When nations face escalating tensons, they must decide how far they are willing to go and, above all, whether they will push the most emotional buttons of their adversaries. Taiwan is the most emotional issue for China. It considers Taiwan to be one of its provinces, similar to the way Americans consider Texas to be part the U.S. China’s claims over the island, which go back to 239 AD, are highly contested, but are not without some historical foundations. For decades, the U.S. and China have had an implicit understanding that the U.S. will not recognize Taiwan as an independent nation, and China will not use force to reincorporate Taiwan into the People’s Republic of China. This agreement grew from Henry Kissinger’s 1971 visit to Beijing. Kissinger raised a variety of demands; however, his Chinese counterpart, Zhou Enlai, had only one concern – Taiwan. Kissinger agreed that the U.S. would “recognize the government in Beijing, not Taipei, as the only legitimate China.”

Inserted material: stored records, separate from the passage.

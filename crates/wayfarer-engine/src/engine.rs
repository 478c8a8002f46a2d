//! The query entry point.

use rayon::prelude::*;

use wayfarer_adapters::plugins::algorithms::{
    self, AStarResult, Heuristic, KShortestPaths, PathResult,
};
use wayfarer_common::types::NodeId;
use wayfarer_common::utils::error::{Error, Result};
use wayfarer_core::{GraphSnapshot, TextMatcher};

use crate::config::Config;

/// Runs path and text queries with a fixed configuration.
///
/// The engine holds no graph state. Every query borrows a caller-supplied
/// [`GraphSnapshot`], so one engine can serve any number of snapshots from
/// any number of threads.
///
/// # Examples
///
/// ```
/// use wayfarer_common::types::{EdgeId, NodeId};
/// use wayfarer_core::{Edge, GraphSnapshot};
/// use wayfarer_engine::{Config, PathEngine};
///
/// let n = NodeId::new;
/// let snapshot = GraphSnapshot::from_edges([
///     Edge::weighted(EdgeId::new(0), n(1), n(2), 4),
///     Edge::weighted(EdgeId::new(1), n(2), n(3), 1),
/// ])?;
///
/// let engine = PathEngine::new(Config::default());
/// let path = engine.shortest_path(&snapshot, n(1), n(3));
/// assert_eq!(path.total_weight, 5);
/// # Ok::<(), wayfarer_common::Error>(())
/// ```
#[derive(Debug, Clone, Default)]
pub struct PathEngine {
    config: Config,
}

impl PathEngine {
    /// Creates an engine with the given configuration.
    #[must_use]
    pub fn new(config: Config) -> Self {
        Self { config }
    }

    /// Returns the configuration.
    #[must_use]
    pub fn config(&self) -> &Config {
        &self.config
    }

    /// Cheapest path between two nodes, or the sentinel.
    #[must_use]
    pub fn shortest_path(
        &self,
        snapshot: &GraphSnapshot,
        source: NodeId,
        target: NodeId,
    ) -> PathResult {
        algorithms::dijkstra(snapshot, source, target)
    }

    /// A* with the configured heuristic.
    #[must_use]
    pub fn astar_path(
        &self,
        snapshot: &GraphSnapshot,
        source: NodeId,
        target: NodeId,
    ) -> AStarResult {
        self.astar_path_with(snapshot, source, target, self.config.heuristic)
    }

    /// A* with an explicit heuristic.
    #[must_use]
    pub fn astar_path_with(
        &self,
        snapshot: &GraphSnapshot,
        source: NodeId,
        target: NodeId,
        heuristic: Heuristic,
    ) -> AStarResult {
        algorithms::astar(snapshot, source, target, heuristic)
    }

    /// A* with a heuristic chosen by name; unknown names mean Euclidean.
    #[must_use]
    pub fn astar_path_named(
        &self,
        snapshot: &GraphSnapshot,
        source: NodeId,
        target: NodeId,
        heuristic: &str,
    ) -> AStarResult {
        self.astar_path_with(snapshot, source, target, Heuristic::from_name(heuristic))
    }

    /// Up to `k` loopless paths, cheapest first.
    ///
    /// # Errors
    ///
    /// Returns [`Error::InvalidArgument`] if `k` is zero or exceeds
    /// [`Config::max_paths`].
    pub fn k_shortest_paths(
        &self,
        snapshot: &GraphSnapshot,
        source: NodeId,
        target: NodeId,
        k: usize,
    ) -> Result<KShortestPaths> {
        if k > self.config.max_paths {
            return Err(Error::InvalidArgument(format!(
                "k = {} exceeds the configured maximum of {}",
                k, self.config.max_paths
            )));
        }
        algorithms::k_shortest_paths(snapshot, source, target, k)
    }

    /// Shortest paths for many independent pairs.
    ///
    /// Results are in the same order as `pairs`. Pairs run on the rayon
    /// pool when [`Config::parallel_batches`] is set.
    #[must_use]
    pub fn shortest_paths_batch(
        &self,
        snapshot: &GraphSnapshot,
        pairs: &[(NodeId, NodeId)],
    ) -> Vec<PathResult> {
        tracing::debug!(
            "Running {} shortest path queries (parallel: {})",
            pairs.len(),
            self.config.parallel_batches
        );
        if self.config.parallel_batches {
            Self::batch_parallel(snapshot, pairs)
        } else {
            Self::batch_sequential(snapshot, pairs)
        }
    }

    fn batch_parallel(snapshot: &GraphSnapshot, pairs: &[(NodeId, NodeId)]) -> Vec<PathResult> {
        pairs
            .par_iter()
            .map(|&(source, target)| algorithms::dijkstra(snapshot, source, target))
            .collect()
    }

    fn batch_sequential(snapshot: &GraphSnapshot, pairs: &[(NodeId, NodeId)]) -> Vec<PathResult> {
        pairs
            .iter()
            .map(|&(source, target)| algorithms::dijkstra(snapshot, source, target))
            .collect()
    }

    /// A text matcher carrying the configured case sensitivity and fuzzy
    /// edit budget.
    #[must_use]
    pub fn matcher(&self) -> TextMatcher {
        TextMatcher::new()
            .with_case_sensitive(self.config.case_sensitive)
            .with_max_distance(self.config.fuzzy_max_distance)
    }
}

Biden’s staff invited a Taiwanese representative to his inauguration. A delegation of American officials headed to Taiwan in April, as “a personal signal” of support from Biden. And officials from the Biden administration have been sounding the alarm that China will attack Taiwan in the near future. The U.S. military commander for the Indo-Pacific region, Admiral Philip S. Davidson, stated, “I think the threat is manifest during this decade, in fact, in the next six years.” He did not cite evidence, especially about that mystifying date, when he made that claim.
Others claim that the Chinese may be on the way much sooner. Oriana Skylar Mastro, a Center Fellow at the Freeman Spogli Institute for International Studies at Stanford University and a Senior Non-Resident Fellow at the American Enterprise Institute has asserted, “While many Western observers think China will be able to do so in the next five to eight years, Chinese military leaders have told me that they will be ready within a year.”
China is a vicious, authoritarian regime, one that is committing atrocities against its minorities and that oppresses its own people, but it belongs to the class of authoritarian regimes that have no messianic or expansionist ambitions – like Singapore, Saudi Arabia, Vietnam, and Burma. Western sources keep calling China aggressive. Aggression is defined by the UN as “the use of armed force by a State against the sovereignty, territorial integrity or political independence of another State.” By this definition, China has been aggressive – but only toward some unoccupied piles of rocks. It has claimed rights to most of the South China Sea, but that is about it. Minor clashes with India were quickly defused. Differences with the Philippines have been worked out.
China must note that the U.S. has refused to commit itself to not be the first to use nukes in a war and that published reports about U.S. war plans for dealing with China call for striking the mainland in full force. China has worked for decades to rebuild itself after three centuries of humiliation by the West. Why would it now risk it all in order to take Taiwan?
Once chauvinism is ignited, it is difficult to cool it down. It is time to recall how much the U.S. overestimated the power of the Soviet Union, which ultimately collapsed largely under its own weight. It is also a good time to remember the American mavens who predicted that Japan would out-compete us in a jiffy. It is time for those not swept up in the swelling anti-China tidal wave to speak out and point to the fact that much is to be gained by working with China, including agreeing that both sides should leave Taiwan just the way it is.